▼
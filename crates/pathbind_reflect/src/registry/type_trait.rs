use core::any::Any;

/// A capability stored in a [`TypeMeta`](crate::registry::TypeMeta).
///
/// Implemented for every `Clone + Send + Sync + 'static` type.
pub trait TypeTrait: Any + Send + Sync {
    fn clone_type_trait(&self) -> Box<dyn TypeTrait>;
}

impl<T: Clone + Any + Send + Sync> TypeTrait for T {
    #[inline]
    fn clone_type_trait(&self) -> Box<dyn TypeTrait> {
        Box::new(self.clone())
    }
}

/// Builds a type trait for the concrete type `T`.
pub trait FromType<T> {
    fn from_type() -> Self;
}
use super::ast::{BinaryOp, Expr, ExprKind, UnaryOp};
use super::lexer::{Token, TokenKind, tokenize};
use crate::ParseError;

/// Parses a closure `|x| body` or a rooted path `.a[1]` into an expression.
pub(crate) fn parse(path: &str) -> Result<Expr, ParseError> {
    let mut parser = Parser {
        path,
        tokens: tokenize(path)?,
        pos: 0,
        param: None,
        implicit_root: false,
    };
    parser.path()
}

struct Parser<'p> {
    path: &'p str,
    tokens: Vec<Token>,
    pos: usize,
    param: Option<String>,
    implicit_root: bool,
}

impl Parser<'_> {
    // -------------------------------------------------------------------------
    // Token helpers

    #[inline]
    fn peek(&self) -> &Token {
        let last = self.tokens.len() - 1;
        &self.tokens[self.pos.min(last)]
    }

    fn eat(&mut self, kind: &TokenKind) -> bool {
        if self.peek().kind == *kind {
            self.pos += 1;
            true
        } else {
            false
        }
    }

    fn eat_keyword(&mut self, keyword: &str) -> bool {
        match &self.peek().kind {
            TokenKind::Ident(name) if name == keyword => {
                self.pos += 1;
                true
            }
            _ => false,
        }
    }

    fn error(&self, offset: usize, message: impl Into<String>) -> ParseError {
        ParseError {
            offset,
            path: self.path.to_owned(),
            message: message.into(),
        }
    }

    fn unexpected(&self, expected: &str) -> ParseError {
        let token = self.peek();
        let message = format!("expected {expected}, found {}", token.kind.describe());
        self.error(token.offset, message)
    }

    fn expect(&mut self, kind: &TokenKind, expected: &str) -> Result<(), ParseError> {
        if self.eat(kind) {
            Ok(())
        } else {
            Err(self.unexpected(expected))
        }
    }

    fn expect_ident(&mut self, expected: &str) -> Result<String, ParseError> {
        match self.peek().kind.clone() {
            TokenKind::Ident(name) => {
                self.pos += 1;
                Ok(name)
            }
            _ => Err(self.unexpected(expected)),
        }
    }

    // -------------------------------------------------------------------------
    // Grammar

    fn path(&mut self) -> Result<Expr, ParseError> {
        if self.eat(&TokenKind::Pipe) {
            let param = self.expect_ident("a parameter name")?;
            if self.eat(&TokenKind::Colon) {
                self.type_text()?;
            }
            self.expect(&TokenKind::Pipe, "`|`")?;
            self.param = Some(param);
        } else if matches!(self.peek().kind, TokenKind::Dot | TokenKind::LBracket) {
            self.implicit_root = true;
        } else {
            return Err(self.unexpected("`|` or a rooted path starting with `.` or `[`"));
        }

        let body = self.expr()?;
        self.expect(&TokenKind::Eof, "end of path")?;
        Ok(body)
    }

    fn expr(&mut self) -> Result<Expr, ParseError> {
        self.or()
    }

    fn binary(op: BinaryOp, lhs: Expr, rhs: Expr) -> Expr {
        Expr {
            offset: lhs.offset,
            kind: ExprKind::Binary {
                op,
                lhs: Box::new(lhs),
                rhs: Box::new(rhs),
            },
        }
    }

    fn or(&mut self) -> Result<Expr, ParseError> {
        let mut lhs = self.and()?;
        while self.eat(&TokenKind::OrOr) {
            let rhs = self.and()?;
            lhs = Self::binary(BinaryOp::Or, lhs, rhs);
        }
        Ok(lhs)
    }

    fn and(&mut self) -> Result<Expr, ParseError> {
        let mut lhs = self.comparison()?;
        while self.eat(&TokenKind::AndAnd) {
            let rhs = self.comparison()?;
            lhs = Self::binary(BinaryOp::And, lhs, rhs);
        }
        Ok(lhs)
    }

    fn comparison_op(&self) -> Option<BinaryOp> {
        match self.peek().kind {
            TokenKind::EqEq => Some(BinaryOp::Eq),
            TokenKind::NotEq => Some(BinaryOp::Ne),
            TokenKind::Lt => Some(BinaryOp::Lt),
            TokenKind::Le => Some(BinaryOp::Le),
            TokenKind::Gt => Some(BinaryOp::Gt),
            TokenKind::Ge => Some(BinaryOp::Ge),
            _ => None,
        }
    }

    fn comparison(&mut self) -> Result<Expr, ParseError> {
        let lhs = self.additive()?;
        let Some(op) = self.comparison_op() else {
            return Ok(lhs);
        };
        self.pos += 1;
        let rhs = self.additive()?;

        if self.comparison_op().is_some() {
            let offset = self.peek().offset;
            return Err(self.error(offset, "comparison operators cannot be chained"));
        }
        Ok(Self::binary(op, lhs, rhs))
    }

    fn additive(&mut self) -> Result<Expr, ParseError> {
        let mut lhs = self.multiplicative()?;
        loop {
            let op = match self.peek().kind {
                TokenKind::Plus => BinaryOp::Add,
                TokenKind::Minus => BinaryOp::Sub,
                _ => return Ok(lhs),
            };
            self.pos += 1;
            let rhs = self.multiplicative()?;
            lhs = Self::binary(op, lhs, rhs);
        }
    }

    fn multiplicative(&mut self) -> Result<Expr, ParseError> {
        let mut lhs = self.cast()?;
        loop {
            let op = match self.peek().kind {
                TokenKind::Star => BinaryOp::Mul,
                TokenKind::Slash => BinaryOp::Div,
                TokenKind::Percent => BinaryOp::Rem,
                _ => return Ok(lhs),
            };
            self.pos += 1;
            let rhs = self.cast()?;
            lhs = Self::binary(op, lhs, rhs);
        }
    }

    fn cast(&mut self) -> Result<Expr, ParseError> {
        let mut expr = self.unary()?;
        loop {
            let offset = expr.offset;
            if self.eat_keyword("as") {
                let ty = self.type_text()?;
                expr = Expr {
                    offset,
                    kind: ExprKind::Cast {
                        expr: Box::new(expr),
                        ty,
                    },
                };
            } else if self.eat_keyword("is") {
                let ty = self.type_text()?;
                expr = Expr {
                    offset,
                    kind: ExprKind::TypeTest {
                        expr: Box::new(expr),
                        ty,
                    },
                };
            } else {
                return Ok(expr);
            }
        }
    }

    fn unary(&mut self) -> Result<Expr, ParseError> {
        let offset = self.peek().offset;
        let op = match self.peek().kind {
            TokenKind::Minus => UnaryOp::Neg,
            TokenKind::Bang => UnaryOp::Not,
            _ => return self.postfix(),
        };
        self.pos += 1;
        let operand = self.unary()?;
        Ok(Expr {
            offset,
            kind: ExprKind::Unary {
                op,
                operand: Box::new(operand),
            },
        })
    }

    fn postfix(&mut self) -> Result<Expr, ParseError> {
        let mut expr = self.primary()?;
        loop {
            let offset = expr.offset;
            if self.eat(&TokenKind::Dot) {
                let name = self.expect_ident("a member name")?;
                let kind = if self.eat(&TokenKind::LParen) {
                    ExprKind::Call {
                        base: Box::new(expr),
                        name,
                        args: self.arguments()?,
                    }
                } else {
                    ExprKind::Field {
                        base: Box::new(expr),
                        name,
                    }
                };
                expr = Expr { offset, kind };
            } else if self.eat(&TokenKind::LBracket) {
                let index = self.expr()?;
                self.expect(&TokenKind::RBracket, "`]`")?;
                expr = Expr {
                    offset,
                    kind: ExprKind::Index {
                        base: Box::new(expr),
                        index: Box::new(index),
                    },
                };
            } else {
                return Ok(expr);
            }
        }
    }

    /// Arguments after the opening parenthesis.
    fn arguments(&mut self) -> Result<Vec<Expr>, ParseError> {
        let mut args = Vec::new();
        while !self.eat(&TokenKind::RParen) {
            args.push(self.expr()?);
            if !self.eat(&TokenKind::Comma) {
                self.expect(&TokenKind::RParen, "`,` or `)`")?;
                break;
            }
        }
        Ok(args)
    }

    fn primary(&mut self) -> Result<Expr, ParseError> {
        let offset = self.peek().offset;

        if self.implicit_root {
            self.implicit_root = false;
            return Ok(Expr {
                kind: ExprKind::Root,
                offset,
            });
        }

        let kind = match self.peek().kind.clone() {
            TokenKind::Int(value) => ExprKind::Int(value),
            TokenKind::Str(value) => ExprKind::Str(value),
            TokenKind::Ident(name) => match name.as_str() {
                "true" => ExprKind::Bool(true),
                "false" => ExprKind::Bool(false),
                _ if self.param.as_deref() == Some(name.as_str()) => ExprKind::Root,
                _ => ExprKind::Ident(name),
            },
            TokenKind::LParen => {
                self.pos += 1;
                let inner = self.expr()?;
                self.expect(&TokenKind::RParen, "`)`")?;
                return Ok(inner);
            }
            _ => return Err(self.unexpected("an expression")),
        };
        self.pos += 1;
        Ok(Expr { kind, offset })
    }

    /// A type after `as`, `is` or a parameter annotation, as written.
    fn type_text(&mut self) -> Result<String, ParseError> {
        let offset = self.peek().offset;
        let mut text = String::new();
        let mut depth = 0_usize;

        loop {
            match &self.peek().kind {
                TokenKind::Ident(name) => {
                    if text.ends_with(|c: char| c.is_ascii_alphanumeric() || c == '_') {
                        text.push(' ');
                    }
                    text.push_str(name);
                }
                TokenKind::Amp => text.push('&'),
                TokenKind::ColonColon => text.push_str("::"),
                TokenKind::Lt | TokenKind::LBracket => {
                    depth += 1;
                    text.push(if self.peek().kind == TokenKind::Lt { '<' } else { '[' });
                }
                TokenKind::Gt | TokenKind::RBracket if depth > 0 => {
                    depth -= 1;
                    text.push(if self.peek().kind == TokenKind::Gt { '>' } else { ']' });
                }
                TokenKind::Comma if depth > 0 => text.push_str(", "),
                TokenKind::Semi if depth > 0 => text.push_str("; "),
                TokenKind::Int(value) if depth > 0 => text.push_str(&value.to_string()),
                _ => break,
            }
            self.pos += 1;
        }

        if text.is_empty() || depth != 0 {
            return Err(self.error(offset, "expected a type"));
        }
        Ok(text)
    }
}

// -----------------------------------------------------------------------------
// Tests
▲
WORK INSTRUCTIONS: Please retype the data exactly as it stands, from its first line down to the line that contains "pub trait TypeTrait: Any", then stop.

RESPONSE:
filename crates/pathbind_reflect/src/registry/type_trait.rs
use core::any::Any;

/// A capability stored in a [`TypeMeta`](crate::registry::TypeMeta).
///
/// Implemented for every `Clone + Send + Sync + 'static` type.
pub trait TypeTrait: Any + Send + Sync {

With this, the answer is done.